As it is above, so it is below — at least when it comes to land use rights. That’s because land ownership in many states, especially big fossil fuel-producing states like Texas and New Mexico, is separated into two estates: the surface estate and the mineral estate. With this ownership bifurcation, also known as severance, surface rights and mineral rights can belong to one or more owners, and parties that own one frequently do not own the other.
With concern now about climate change prompting the production of more energy from renewable sources, including solar, land rights are in the spotlight. Before building solar arrays, solar companies may lease land from surface rights owners. But they may also need to obtain a special contract, known as a land use waiver, from mineral rights owners. The good news for owners is that installers are usually willing to pay for these waivers.

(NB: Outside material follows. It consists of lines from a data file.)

mod labels;
mod sample;
mod timestamp;

pub use labels::*;
pub use sample::*;
pub use timestamp::*;
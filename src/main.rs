use std::io;

use structopt::StructOpt;
use tracing_subscriber::EnvFilter;

use promql_opentsdb::cliopt::{select_range, CliOpt, Command};
use promql_opentsdb::context::QueryContext;
use promql_opentsdb::output::{Encoder, HumanReadableEncoder, LineWriter, PromApiEncoder};
use promql_opentsdb::runner::Runner;
use promql_opentsdb::server;
use promql_opentsdb::storage::OpenTsdbQueryable;

#[tokio::main]
async fn main() -> Result<(), Box<dyn std::error::Error>> {
    let opt = CliOpt::from_args();

    let default_level = if opt.verbose { "debug" } else { "info" };
    tracing_subscriber::fmt()
        .with_env_filter(
            EnvFilter::try_from_default_env().unwrap_or_else(|_| EnvFilter::new(default_level)),
        )
        .with_writer(io::stderr)
        .init();

    let config = opt.config()?;

    match opt.cmd {
        Command::Serve => server::run_server(config).await?,
        Command::Select {
            selector,
            start,
            end,
            encode,
        } => {
            let encoder: Box<dyn Encoder> = match encode.as_deref() {
                None => Box::new(PromApiEncoder::new()),
                Some("h") => Box::new(HumanReadableEncoder::new()),
                Some(other) => return Err(format!("unknown encoding {:?}", other).into()),
            };
            let range = select_range(start, end)?;

            let ctx = QueryContext::with_timeout(config.query_timeout());
            let canceller = ctx.clone();
            tokio::spawn(async move {
                if tokio::signal::ctrl_c().await.is_ok() {
                    canceller.cancel();
                }
            });

            let mut runner = Runner::new(
                Box::new(OpenTsdbQueryable::new(config)?),
                encoder,
                Box::new(LineWriter::new(io::stdout())),
            );
            runner.select(&ctx, &selector, range).await?;
        }
    }

    Ok(())
}
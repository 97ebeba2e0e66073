use std::convert::TryFrom;

use nom::{branch::alt, bytes::complete::tag};

use super::common::{label_identifier, maybe_lpadded, metric_identifier, separated_list};
use super::result::{IResult, ParseError, Span};
use super::string::string_literal;
use crate::model::{LabelMatcher, MatchOp};

pub(super) fn vector_selector(input: Span) -> IResult<Vec<LabelMatcher>> {
    //   metric_identifier label_matchers
    // | metric_identifier
    // | label_matchers

    let (rest, metric) = match metric_identifier(input) {
        Ok((r, m)) => (r, Some(m)),
        Err(_) => (input, None),
    };

    let (rest, mut matchers) = match maybe_lpadded(label_matchers)(rest) {
        Ok((r, ms)) => (r, ms),
        Err(nom::Err::Error(_)) if metric.is_some() => (rest, vec![]),
        Err(e) => return Err(e),
    };

    if let Some(metric) = metric {
        if matchers.iter().any(|m| m.is_name_matcher()) {
            return Err(nom::Err::Failure(ParseError::new(
                String::from("potentially ambiguous metric name match"),
                input,
            )));
        }
        matchers.insert(0, LabelMatcher::name_matcher(metric));
    }

    // Same rule as Prometheus: a selector matching the empty label set would
    // select every series.
    if matchers.iter().all(|m| m.matches("")) {
        return Err(nom::Err::Failure(ParseError::new(
            String::from("vector selector must contain at least one non-empty matcher"),
            input,
        )));
    }

    Ok((rest, matchers))
}

fn label_matchers(input: Span) -> IResult<Vec<LabelMatcher>> {
    //   LEFT_BRACE label_match_list RIGHT_BRACE
    // | LEFT_BRACE label_match_list COMMA RIGHT_BRACE
    // | LEFT_BRACE RIGHT_BRACE

    separated_list(
        '{',
        '}',
        ',',
        label_matcher,
        "label matching",
        r#"identifier or "}""#,
    )(input)
}

fn label_matcher(input: Span) -> IResult<LabelMatcher> {
    // IDENTIFIER match_op STRING

    let (rest, label) = label_identifier(input)?;

    let (rest, op) = match maybe_lpadded(match_op)(rest) {
        Ok(v) => v,
        Err(_) => {
            return Err(nom::Err::Failure(ParseError::partial(
                "label matching",
                r#"one of "=", "!=", "=~", "!~""#,
                rest,
            )))
        }
    };

    let (rest, value) = match maybe_lpadded(string_literal)(rest) {
        Ok(v) => v,
        Err(_) => {
            return Err(nom::Err::Failure(ParseError::partial(
                "label matching",
                "label value as string literal",
                rest,
            )))
        }
    };

    let matcher = LabelMatcher::new(label, op, value)
        .map_err(|e| nom::Err::Failure(ParseError::new(e.to_string(), input)))?;

    Ok((rest, matcher))
}

fn match_op(input: Span) -> IResult<MatchOp> {
    let (rest, m) = alt((tag("=~"), tag("!~"), tag("!="), tag("=")))(input)?;
    let op = MatchOp::try_from(*m.fragment())
        .map_err(|e| nom::Err::Failure(ParseError::new(e.to_string(), input)))?;
    Ok((rest, op))
}
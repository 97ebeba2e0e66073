use std::convert::TryFrom;
use std::time::Duration;

use chrono::prelude::*;

use crate::error::{Error, ErrorKind, Result};

// Unix timestamp in milliseconds.
pub type Timestamp = i64;

// Unix timestamp in seconds, the resolution OpenTSDB queries are issued in.
pub type EpochSeconds = i64;

// Same bounds as Prometheus' minTime/maxTime, so any accepted second still
// fits a millisecond Timestamp.
pub const MIN_TIME: EpochSeconds = i64::MIN / 1000 + 62_135_596_801;
pub const MAX_TIME: EpochSeconds = i64::MAX / 1000 - 62_135_596_801;

/// Inclusive query bounds in epoch seconds.
#[derive(Debug, Clone, Copy, Eq, PartialEq)]
pub struct TimeRange {
    start: EpochSeconds,
    end: EpochSeconds,
}

impl TimeRange {
    pub fn new(start: EpochSeconds, end: EpochSeconds) -> Result<Self> {
        if start > end {
            return Err("end time is before start time".into());
        }
        Ok(Self { start, end })
    }

    /// Converts millisecond bounds, widening to whole seconds.
    /// Engines pass `i64::MIN`/`i64::MAX` for open bounds.
    pub fn from_millis(mint: Timestamp, maxt: Timestamp) -> Result<Self> {
        let end = maxt.div_euclid(1000) + if maxt.rem_euclid(1000) > 0 { 1 } else { 0 };
        Self::new(mint.div_euclid(1000), end)
    }

    /// The `lookback` seconds leading up to now.
    pub fn last(lookback: Duration) -> Result<Self> {
        Self::with_defaults(None, None, lookback)
    }

    /// Fills in missing bounds: `end` defaults to now and `start` to
    /// `lookback` before `end`.
    pub fn with_defaults(
        start: Option<EpochSeconds>,
        end: Option<EpochSeconds>,
        lookback: Duration,
    ) -> Result<Self> {
        let end = end.unwrap_or_else(|| Utc::now().timestamp());
        let start = match start {
            Some(start) => start,
            None => i64::try_from(lookback.as_secs())
                .ok()
                .and_then(|secs| end.checked_sub(secs))
                .ok_or_else(|| Error::new(ErrorKind::InvalidArgument, "lookback out of range"))?,
        };
        Self::new(start, end)
    }

    #[inline]
    pub fn start(&self) -> EpochSeconds {
        self.start
    }

    #[inline]
    pub fn end(&self) -> EpochSeconds {
        self.end
    }
}

/// Accepts RFC 3339 or (possibly fractional) epoch seconds, as the
/// Prometheus HTTP API does.
pub fn parse_time(s: &str) -> Result<EpochSeconds> {
    if let Ok(secs) = s.parse::<f64>() {
        let secs = secs.floor();
        if !secs.is_finite() || secs < MIN_TIME as f64 || secs > MAX_TIME as f64 {
            return Err(Error::new(
                ErrorKind::InvalidArgument,
                &format!("cannot parse {:?} to a valid timestamp", s),
            ));
        }
        return Ok(secs as EpochSeconds);
    }

    DateTime::parse_from_rfc3339(s)
        .map(|t| t.timestamp())
        .map_err(|e| ("timestamp parsing failed", e).into())
}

Such opportunities can be particularly attractive for owners of mineral rights in land that is no longer producing (or has never produced) oil or gas.
Severance and Dominance
Where severance has occurred, mineral rights are almost always dominant, meaning they take precedence over surface rights, including in part by granting what’s called “reasonable use” of the surface. This means that an oil and gas company that has leased mineral rights technically does not need the surface owner’s permission to use as much of the surface as is reasonable to set up drilling operations and production equipment, storage facilities, and access roads. In short, reasonable use prohibits the surface owner from abruptly declaring, “You can’t use my land anymore so please remove all your equipment.” This is a major reason oil and gas states have mineral estate dominance on the books: It promotes production and reduces the potential for disruption.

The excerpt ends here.